*** Opening INFORMATION ***

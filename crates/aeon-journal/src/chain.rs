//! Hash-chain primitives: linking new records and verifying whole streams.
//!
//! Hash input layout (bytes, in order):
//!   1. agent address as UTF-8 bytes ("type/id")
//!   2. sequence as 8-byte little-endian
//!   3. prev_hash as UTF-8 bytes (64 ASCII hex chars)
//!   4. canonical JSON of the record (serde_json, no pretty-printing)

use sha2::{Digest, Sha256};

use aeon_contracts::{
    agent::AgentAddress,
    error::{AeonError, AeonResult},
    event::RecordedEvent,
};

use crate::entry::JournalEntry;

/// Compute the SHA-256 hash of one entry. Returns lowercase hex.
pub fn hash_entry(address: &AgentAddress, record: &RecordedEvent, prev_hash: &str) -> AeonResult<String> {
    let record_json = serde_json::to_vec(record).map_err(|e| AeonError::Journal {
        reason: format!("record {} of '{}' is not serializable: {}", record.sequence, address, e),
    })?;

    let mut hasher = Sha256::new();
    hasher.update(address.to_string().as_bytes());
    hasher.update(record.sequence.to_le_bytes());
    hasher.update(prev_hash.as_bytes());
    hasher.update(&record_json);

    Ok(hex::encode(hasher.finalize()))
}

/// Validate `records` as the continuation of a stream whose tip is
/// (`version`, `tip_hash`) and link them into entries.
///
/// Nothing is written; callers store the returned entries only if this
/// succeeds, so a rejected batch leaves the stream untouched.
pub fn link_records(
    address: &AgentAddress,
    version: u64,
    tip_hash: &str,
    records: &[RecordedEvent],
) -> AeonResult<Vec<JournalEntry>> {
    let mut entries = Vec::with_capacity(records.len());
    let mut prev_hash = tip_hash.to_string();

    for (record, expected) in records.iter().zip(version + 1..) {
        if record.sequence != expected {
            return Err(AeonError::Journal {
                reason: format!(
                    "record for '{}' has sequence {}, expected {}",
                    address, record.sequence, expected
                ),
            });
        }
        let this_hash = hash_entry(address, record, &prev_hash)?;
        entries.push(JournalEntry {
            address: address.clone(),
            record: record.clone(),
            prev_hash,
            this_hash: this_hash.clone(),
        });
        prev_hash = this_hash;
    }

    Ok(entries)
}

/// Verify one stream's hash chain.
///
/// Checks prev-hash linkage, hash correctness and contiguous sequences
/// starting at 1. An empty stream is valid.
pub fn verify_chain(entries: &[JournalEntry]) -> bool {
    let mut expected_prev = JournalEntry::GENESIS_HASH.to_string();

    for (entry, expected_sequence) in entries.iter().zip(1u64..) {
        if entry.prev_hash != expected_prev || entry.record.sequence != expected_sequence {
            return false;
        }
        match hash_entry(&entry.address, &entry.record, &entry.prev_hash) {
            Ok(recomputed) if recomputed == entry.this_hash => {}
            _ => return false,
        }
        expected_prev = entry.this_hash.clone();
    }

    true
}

*** Closing INFORMATION ***
*** Opening INFORMATION ***

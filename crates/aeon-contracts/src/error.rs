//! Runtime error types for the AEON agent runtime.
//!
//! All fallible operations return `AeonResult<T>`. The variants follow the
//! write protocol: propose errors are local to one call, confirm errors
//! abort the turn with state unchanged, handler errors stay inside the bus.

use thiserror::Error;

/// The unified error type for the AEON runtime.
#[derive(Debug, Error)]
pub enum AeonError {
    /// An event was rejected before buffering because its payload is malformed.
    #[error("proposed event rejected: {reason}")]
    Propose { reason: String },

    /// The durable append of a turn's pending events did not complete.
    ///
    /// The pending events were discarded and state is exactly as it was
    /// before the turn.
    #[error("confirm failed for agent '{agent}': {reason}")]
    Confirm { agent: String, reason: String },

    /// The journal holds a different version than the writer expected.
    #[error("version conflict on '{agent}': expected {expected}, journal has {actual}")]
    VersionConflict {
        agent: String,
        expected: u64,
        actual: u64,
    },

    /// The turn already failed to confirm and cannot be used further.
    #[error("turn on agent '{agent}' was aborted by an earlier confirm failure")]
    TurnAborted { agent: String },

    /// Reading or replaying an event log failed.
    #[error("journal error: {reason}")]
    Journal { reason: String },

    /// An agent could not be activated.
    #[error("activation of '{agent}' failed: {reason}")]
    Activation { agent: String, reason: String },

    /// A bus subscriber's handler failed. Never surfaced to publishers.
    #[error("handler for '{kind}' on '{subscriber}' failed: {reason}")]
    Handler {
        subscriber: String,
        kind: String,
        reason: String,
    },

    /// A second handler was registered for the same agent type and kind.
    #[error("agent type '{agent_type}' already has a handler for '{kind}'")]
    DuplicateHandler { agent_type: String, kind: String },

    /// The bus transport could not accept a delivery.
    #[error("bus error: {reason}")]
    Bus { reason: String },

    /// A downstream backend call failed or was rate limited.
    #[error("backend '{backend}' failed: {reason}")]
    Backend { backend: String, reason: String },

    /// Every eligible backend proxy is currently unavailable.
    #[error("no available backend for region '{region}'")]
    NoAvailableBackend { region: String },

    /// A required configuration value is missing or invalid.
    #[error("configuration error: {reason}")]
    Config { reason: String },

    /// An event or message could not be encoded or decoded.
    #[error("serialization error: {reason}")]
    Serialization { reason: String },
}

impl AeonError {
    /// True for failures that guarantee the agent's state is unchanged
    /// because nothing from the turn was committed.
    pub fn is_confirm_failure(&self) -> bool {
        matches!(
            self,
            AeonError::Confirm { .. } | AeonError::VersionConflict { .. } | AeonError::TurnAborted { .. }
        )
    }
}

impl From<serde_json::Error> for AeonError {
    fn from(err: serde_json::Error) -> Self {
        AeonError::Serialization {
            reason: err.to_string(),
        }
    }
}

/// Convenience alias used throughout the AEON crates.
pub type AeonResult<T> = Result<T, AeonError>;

*** Closing INFORMATION ***

WORK ITEM. When a line in the material above holds the word "errors", copy that line.

RESULT.
//! write protocol: propose errors are local to one call, confirm errors
//! abort the turn with state unchanged, handler errors stay inside the bus.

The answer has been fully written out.